Sunday, March 27, 2011

Letting Go

Of all the lessons I have had to learn in my life, letting go has been one of the hardest for me.  Maybe it was a control issue.  Maybe it was out of fear.  Whatever it was, holding on so tightly to things has not served me well.

As with most of my life lessons, I had to learn the hard way to let go of things.  In teaching it has taken me a long time to start to learn to let go of some students who simply refuse to learn.  With my children, I had to let them go so they could find the truth on their own.  When I did let them go and they did discover the truth, they both came running back home to me.  I have had to let go of dreams of a nice house where I could have big family dinners and celebrations, at least for now. 

But the biggest thing for me has been learning to let go of what I thought of as a great love.  Sometimes there are people that we cling to because they impacted us so deeply, so profoundly.  As time goes on, I am learning that not everyone comes into our lives as a permanent fixture.  People and experiences come to teach us lessons we need to learn.  Now that I am finally beginning to see the big picture, I am realizing the great lessons I learned from all the people in my life - the good, the bad, and the ugly have helped to shape who I am.  For that I am truly grateful.  Even with all the heartache and frustration I experienced, by letting it all go I have become an incredibly strong woman, independent, still passionate, still hopeful. 

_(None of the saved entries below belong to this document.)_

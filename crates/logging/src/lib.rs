//! Sockbridge Logging
//!
//! `tracing` subscriber setup shared by the binaries and integration tests.
//! `RUST_LOG` always wins over the built-in default filter.

use tracing_subscriber::{fmt, prelude::*, EnvFilter};

/// Default filter
pub const DEFAULT_FILTER: &str = "info,sockbridge=info";

/// Default filter with `--verbose`
pub const VERBOSE_FILTER: &str = "info,sockbridge=debug";

/// Filter directives for the given verbosity
pub fn default_filter(verbose: bool) -> &'static str {
    if verbose {
        VERBOSE_FILTER
    } else {
        DEFAULT_FILTER
    }
}

fn env_filter(verbose: bool) -> EnvFilter {
    EnvFilter::try_from_default_env().unwrap_or_else(|_| EnvFilter::new(default_filter(verbose)))
}

/// Install the global subscriber. Panics if one is already set.
pub fn init_logging(verbose: bool) {
    tracing_subscriber::registry()
        .with(fmt::layer())
        .with(env_filter(verbose))
        .init();
}

/// Install the global subscriber unless one exists already.
///
/// Returns false when another subscriber was installed first.
pub fn try_init_logging(verbose: bool) -> bool {
    tracing_subscriber::registry()
        .with(fmt::layer().with_test_writer())
        .with(env_filter(verbose))
        .try_init()
        .is_ok()
}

Recently my daughter and I thought very seriously about moving away.  I was so excited, anxious to leave this place and all its memories and start fresh.  My nights were spent dreaming about our new life.  Then she decided she didn't want to leave her friends and her school.  I didn't want to force her.  It's only three more years and then she'll graduate.  I thought I'd be really upset, but I wasn't.  I just let it go.  Just like that.  And it was easier this time.

That's the beauty of aging I suppose.  Your body may hurt in weird places and you start to get strange colored spots on your skin, but your mind, your heart, your soul....they start really coming together beautifully in a way that leaves you feeling as if maybe, just maybe you are beginning to figure out this whole thing called life.  And if feels good.  It feels really good.

Saturday, March 12, 2011

Independence and Loneliness

I’m tired of doing this alone. I’m tired of being the only one around to solve problems, pay the bills, discipline the kids. I’m tired of not having anyone to share the good, the bad, and the ugly with me.  I want someone to come home to at the end of the day, someone to say goodnight to as I curl up next to him and drift off to sleep.  I want someone to talk to besides my teenage kids.  I want someone who wants to be with me and I want to be with him.  I want someone who understands and encourages my alone time.  Because I do need my alone time.  I don't want to be alone, but I also don't want to be smothered.  I like my independence.

I’ve been this way my whole life. I guess I’m sort of wired for it. My family loves to remind me that from the time I could talk I went around saying “I’ll do it!”. And I did. Whether I was doing the dishes by myself at five years old after Thanksgiving Dinner or exploring the creepy basement below our house, I was always doing things by myself, off on my own, in my own world. I envisioned myself doing something big in my life, being someone important, doing things my way.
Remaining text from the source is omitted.